La Seconda Internazionale, fondata nel 1889, si proponeva gli obiettivi di collegare gli operai di tutto il mondo e sovvertire lo stato borghese, simbolo dell’oppressione. La guida del movimento fu assunta dal Partito Socialdemocratico tedesco, influenzato dalle idee F. Lassalle, che proponeva un riformismo pronto al dialogo con lo Stato borghese per modificare gradualmente il sistema capitalistico. Questa posizione, chiamata revisionista a causa della critica del concetto di rivoluzione, fu assunta da E. Bernstein. In opposizione, troviamo la visione massimalista di Rosa Luxemburg, che rifiutava ogni collaborazione con lo Stato borghese.
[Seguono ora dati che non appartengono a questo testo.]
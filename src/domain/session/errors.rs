//! Session store error types.

use thiserror::Error;

/// Reasons a session is refused by the store.
///
/// A refused insertion leaves the store untouched.
#[derive(Debug, Clone, PartialEq, Eq, Error)]
pub enum StoreError {
    #[error("You have reached the maximum number of sessions ({capacity}).")]
    CapacityExceeded { capacity: usize },

    #[error("Session {field} cannot be negative")]
    InvalidNumericField { field: &'static str },
}

impl StoreError {
    pub fn capacity_exceeded(capacity: usize) -> Self {
        StoreError::CapacityExceeded { capacity }
    }

    pub fn invalid_numeric_field(field: &'static str) -> Self {
        StoreError::InvalidNumericField { field }
    }
}
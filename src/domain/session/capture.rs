//! Validation rules for interactively captured session fields.
//!
//! These are stricter than the store: hours and cost must be strictly
//! positive here, while [`SessionStore::add`](super::SessionStore::add)
//! accepts zero. Both rules are kept as they are.

use crate::domain::foundation::ValidationError;

/// Accepts any non-empty line of text, returned as typed.
pub fn validate_text(field: &str, raw: &str) -> Result<String, ValidationError> {
    let text = raw.trim_end_matches(['\r', '\n']);
    if text.trim().is_empty() {
        return Err(ValidationError::empty_field(field));
    }
    Ok(text.trim_start().to_string())
}

/// Parses a strictly positive, finite number.
pub fn validate_positive(field: &str, raw: &str) -> Result<f64, ValidationError> {
    let value: f64 = raw
        .trim()
        .parse()
        .map_err(|_| ValidationError::not_a_number(field))?;
    if !value.is_finite() {
        return Err(ValidationError::not_a_number(field));
    }
    if value <= 0.0 {
        return Err(ValidationError::not_positive(field, value));
    }
    Ok(value)
}
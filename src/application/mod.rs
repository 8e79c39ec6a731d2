//! Application layer - the tracker service.
//!
//! Orchestrates the session store, the analysis services, the report
//! formatter and the report storage port on behalf of one user.

mod errors;
mod tracker;

pub use errors::TrackerError;
pub use tracker::Tracker;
Uno degli obiettivi pratici dell’Internazionale fu la richiesta ai governi di stabilire per legge la giornata lavorativa di otto ore. Uno degli stimoli fu l’evento dei “martiri di Chicago”: il primo maggio del 1886, in occasione di uno sciopero, otto operai erano stati arrestati e condannati a morte perché ritenuti responsabili di aver lanciato delle bombe.

                                                   

Aumento dei flussi migratori

L’incremento demografico comportò in molte zone miseria e fame: unica soluzione fu emigrare in terre in forte espansione economica come gli USA.
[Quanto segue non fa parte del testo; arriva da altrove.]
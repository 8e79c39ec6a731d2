//! Application configuration module
//!
//! This module provides type-safe configuration loading from environment variables
//! using the `config` and `dotenvy` crates. Configuration is loaded with the
//! `EMBROIDERY_TRACKER` prefix and nested values use double underscores as separators.
//!
//! # Example
//!
//! ```no_run
//! use embroidery_tracker::config::AppConfig;
//!
//! let config = AppConfig::load()
//!     .and_then(AppConfig::validated)
//!     .expect("Invalid configuration");
//!
//! println!("Reports go to {}", config.report.path.display());
//! ```

mod error;
mod logging;
mod recommendation;
mod report;
mod tracker;

pub use error::{ConfigError, ValidationError};
pub use logging::LoggingConfig;
pub use recommendation::RecommendationConfig;
pub use report::ReportConfig;
pub use tracker::{TrackerConfig, MAX_CAPACITY};

use serde::Deserialize;
use std::path::PathBuf;

/// Root application configuration
///
/// Every section has defaults, so an empty environment yields a working
/// configuration.
#[derive(Debug, Clone, PartialEq, Deserialize, Default)]
pub struct AppConfig {
    /// Session store configuration (capacity)
    #[serde(default)]
    pub tracker: TrackerConfig,

    /// Recommendation thresholds (cost ceiling, default goal)
    #[serde(default)]
    pub recommendation: RecommendationConfig,

    /// Report output configuration (file path)
    #[serde(default)]
    pub report: ReportConfig,

    /// Logging configuration (filter, format)
    #[serde(default)]
    pub logging: LoggingConfig,
}

impl AppConfig {
    /// Load configuration from environment variables
    ///
    /// This function:
    /// 1. Loads `.env` file if present
    /// 2. Reads environment variables with `EMBROIDERY_TRACKER` prefix
    /// 3. Uses `__` (double underscore) to separate nested values
    /// 4. Deserializes into typed configuration structs
    ///
    /// # Environment Variable Format
    ///
    /// - `EMBROIDERY_TRACKER__TRACKER__CAPACITY=8` -> `tracker.capacity = 8`
    /// - `EMBROIDERY_TRACKER__RECOMMENDATION__MAX_COST=40` -> `recommendation.max_cost = 40.0`
    /// - `EMBROIDERY_TRACKER__REPORT__PATH=out/week.txt` -> `report.path = "out/week.txt"`
    ///
    /// # Errors
    ///
    /// Returns `ConfigError` if values cannot be parsed into expected types.
    pub fn load() -> Result<Self, ConfigError> {
        dotenvy::dotenv().ok();

        let config = config::Config::builder()
            .add_source(
                config::Environment::default()
                    .prefix("EMBROIDERY_TRACKER")
                    .separator("__"),
            )
            .build()?
            .try_deserialize()?;

        Ok(config)
    }

    /// Replaces the report path when one is given, e.g. from `--report-path`.
    pub fn with_report_path(mut self, path: Option<PathBuf>) -> Self {
        if let Some(path) = path {
            self.report.path = path;
        }
        self
    }

    /// Validates and hands the configuration back.
    ///
    /// # Errors
    ///
    /// Returns `ConfigError::ValidationFailed` for the first invalid section.
    pub fn validated(self) -> Result<Self, ConfigError> {
        self.validate()?;
        Ok(self)
    }

    /// Validate all configuration values
    ///
    /// # Errors
    ///
    /// Returns `ValidationError` for the first invalid section.
    pub fn validate(&self) -> Result<(), ValidationError> {
        self.tracker.validate()?;
        self.recommendation.validate()?;
        self.report.validate()?;
        self.logging.validate()?;
        Ok(())
    }
}
//! Analysis Module - Pure domain services over the session store.
//!
//! # Components
//!
//! - `Aggregator` - Totals, average hours, hardest difficulty
//! - `RecommendationEngine` - Goal/budget classification of weekly totals
//!
//! All functions are pure and read the store through a shared borrow.

mod aggregator;
mod recommendation;

pub use aggregator::{Aggregator, SessionSummary};
pub use recommendation::{Recommendation, RecommendationEngine, DEFAULT_MAX_COST};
Aumento delle tensioni internazionali

La necessità di far sviluppare le economie nazionali produrrà scontri tra i diversi paesi industrializzati, sia per la ricerca di mercati dove immettere i propri prodotti, sia per l’approvvigionamento delle materie prime.
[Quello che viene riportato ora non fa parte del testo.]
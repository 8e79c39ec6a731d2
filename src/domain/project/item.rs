//! Project - An embroidery piece, either practice work or a commission.

use serde::{Deserialize, Serialize};

use super::CostInfo;
use crate::domain::foundation::DifficultyLevel;

/// What kind of project this is, with the data only that kind carries.
#[derive(Debug, Clone, PartialEq, Serialize, Deserialize)]
#[serde(tag = "type", rename_all = "snake_case")]
pub enum ProjectKind {
    /// Practice piece, tracked by stitch count.
    Practice { stitch_count: u32 },
    /// Piece made for a client.
    Commission { client_name: String },
}

/// An embroidery project.
///
/// Shared attributes live on the struct; the variant-specific ones live in
/// [`ProjectKind`].
#[derive(Debug, Clone, PartialEq, Serialize, Deserialize)]
pub struct Project {
    name: String,
    /// Duration in minutes.
    duration: u32,
    difficulty: DifficultyLevel,
    cost: CostInfo,
    kind: ProjectKind,
}

impl Project {
    /// Creates a practice project.
    pub fn practice(
        name: impl Into<String>,
        duration: u32,
        difficulty: DifficultyLevel,
        stitch_count: u32,
        cost: f64,
    ) -> Self {
        Self {
            name: name.into(),
            duration,
            difficulty,
            cost: CostInfo::new(cost),
            kind: ProjectKind::Practice { stitch_count },
        }
    }

    /// Creates a commissioned project.
    pub fn commission(
        name: impl Into<String>,
        duration: u32,
        difficulty: DifficultyLevel,
        client_name: impl Into<String>,
        cost: f64,
    ) -> Self {
        Self {
            name: name.into(),
            duration,
            difficulty,
            cost: CostInfo::new(cost),
            kind: ProjectKind::Commission {
                client_name: client_name.into(),
            },
        }
    }

    // ─────────────────────────────────────────────────────────────────────────
    // Accessors
    // ─────────────────────────────────────────────────────────────────────────

    pub fn name(&self) -> &str {
        &self.name
    }

    /// Returns the duration in minutes.
    pub fn duration(&self) -> u32 {
        self.duration
    }

    pub fn difficulty(&self) -> DifficultyLevel {
        self.difficulty
    }

    pub fn cost(&self) -> &CostInfo {
        &self.cost
    }

    pub fn kind(&self) -> &ProjectKind {
        &self.kind
    }

    /// Stitch count, for practice projects only.
    pub fn stitch_count(&self) -> Option<u32> {
        match &self.kind {
            ProjectKind::Practice { stitch_count } => Some(*stitch_count),
            ProjectKind::Commission { .. } => None,
        }
    }

    /// Client name, for commissioned projects only.
    pub fn client_name(&self) -> Option<&str> {
        match &self.kind {
            ProjectKind::Commission { client_name } => Some(client_name.as_str()),
            ProjectKind::Practice { .. } => None,
        }
    }

    // ─────────────────────────────────────────────────────────────────────────
    // Mutations
    // ─────────────────────────────────────────────────────────────────────────

    pub fn set_name(&mut self, name: impl Into<String>) {
        self.name = name.into();
    }

    pub fn set_duration(&mut self, duration: u32) {
        self.duration = duration;
    }

    pub fn set_difficulty(&mut self, difficulty: DifficultyLevel) {
        self.difficulty = difficulty;
    }

    pub fn set_cost(&mut self, cost: f64) {
        self.cost.set_cost(cost);
    }

    /// Updates the stitch count. Returns false for commissions.
    pub fn set_stitch_count(&mut self, count: u32) -> bool {
        match &mut self.kind {
            ProjectKind::Practice { stitch_count } => {
                *stitch_count = count;
                true
            }
            ProjectKind::Commission { .. } => false,
        }
    }

    /// Updates the client name. Returns false for practice projects.
    pub fn set_client_name(&mut self, client: impl Into<String>) -> bool {
        match &mut self.kind {
            ProjectKind::Commission { client_name } => {
                *client_name = client.into();
                true
            }
            ProjectKind::Practice { .. } => false,
        }
    }

    /// One-line human readable summary.
    pub fn describe(&self) -> String {
        let mut line = format!(
            "Name: {}, Duration: {}, Difficulty: {}",
            self.name,
            self.duration,
            self.difficulty.label()
        );
        match &self.kind {
            ProjectKind::Practice { stitch_count } => {
                line.push_str(&format!(", Stitches: {}", stitch_count));
            }
            ProjectKind::Commission { client_name } => {
                line.push_str(&format!(", Client: {}", client_name));
            }
        }
        line.push_str(&format!(", Cost: {}", self.cost.formatted()));
        line
    }
}

impl Default for Project {
    /// An unnamed, free, easy commission with no client.
    fn default() -> Self {
        Self::commission("", 0, DifficultyLevel::Easy, "", 0.0)
    }
}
Dottrina sociale della Chiesa

Nel 1871, il vescovo di Magonza Wilhelm Emmanuel von Ketteler pubblicò due opere “Liberalismo, socialismo, cristianesimo” e “La questione operaia e il cristianesimo”, in cui contrapponeva il pensiero sociale della Chiesa agli abusi del capitalismo e all’ateismo materialistico di Marx. Il 5 maggio 1891, Papa Leone XIII pubblicò l’enciclica Rerum novarum, che riproponeva la posizione già espressa dal vescovo von Ketteler e aggiungeva che l’operaio ha diritto a una “giusta mercede” (salario, retribuzione, compenso) e che lo Stato deve intervenire a favore dei ceti meno abbienti. Una delle affermazioni più importanti riguarda il tema dello sciopero: 

“Il troppo lungo gravoso lavoro, e la mercede giudicata scarsa porgono non di rado agli operai motivo di sciopero. A questo sconcio grave e frequente occorre che ripari lo Stato; perché tali scioperi non recano danno ai padroni solamente e agli operai medesimi, ma al commercio e ai comuni interessi; e per le violenze e i tumulti, a cui di ordinamento danno occasione, mettono spesso a rischio la pubblica tranquillità, Il rimedio poi, in questa parte, più efficace e salutare si è prevenire il male con l’autorità delle leggi e impedirne lo scoppio, rimovendo a tempo le cause da cui si prevede che possa nascere tra operai e padroni il conflitto”. 

In sostanza, la Chiesa poneva la soluzione evitando la lotta di classe, attraverso la composizione del conflitto, mediante una collaborazione tra le classi mediata dallo Stato. La proprietà privata non era rifiutata, ma era necessario evitare gli eccessi dello sfruttamento capitalistico. Papa Leone XIII rappresentava una svolta, poiché la Chiesa scendeva in campo nella questione sociale e permetteva ai cristiani di sostenere politicamente quei liberali vicini al pensiero del cristianesimo.

Le maggiori scoperte scientifiche della seconda rivoluzione industriale

Nel 1866 Alfred Nobel scopre la dinamite.
Nel 1876 Alexander Graham Bell costruì il telefono (inventato dall’italiano Antonio Meucci).
Nel 1877 Thomas Edison realizzò il fonografo.
Nel 1878 Thomas Edison inventa la lampadina. Nel 1882 Milano, New York e Londra erano dotate d’illuminazione stradale elettrica.
Nel 1893 iniziò la produzione dell’aspirina, brevettata dalla ditta tedesca Bayer.
Nel 1895 Guglielmo Marconi costruì il telegrafo sena fili.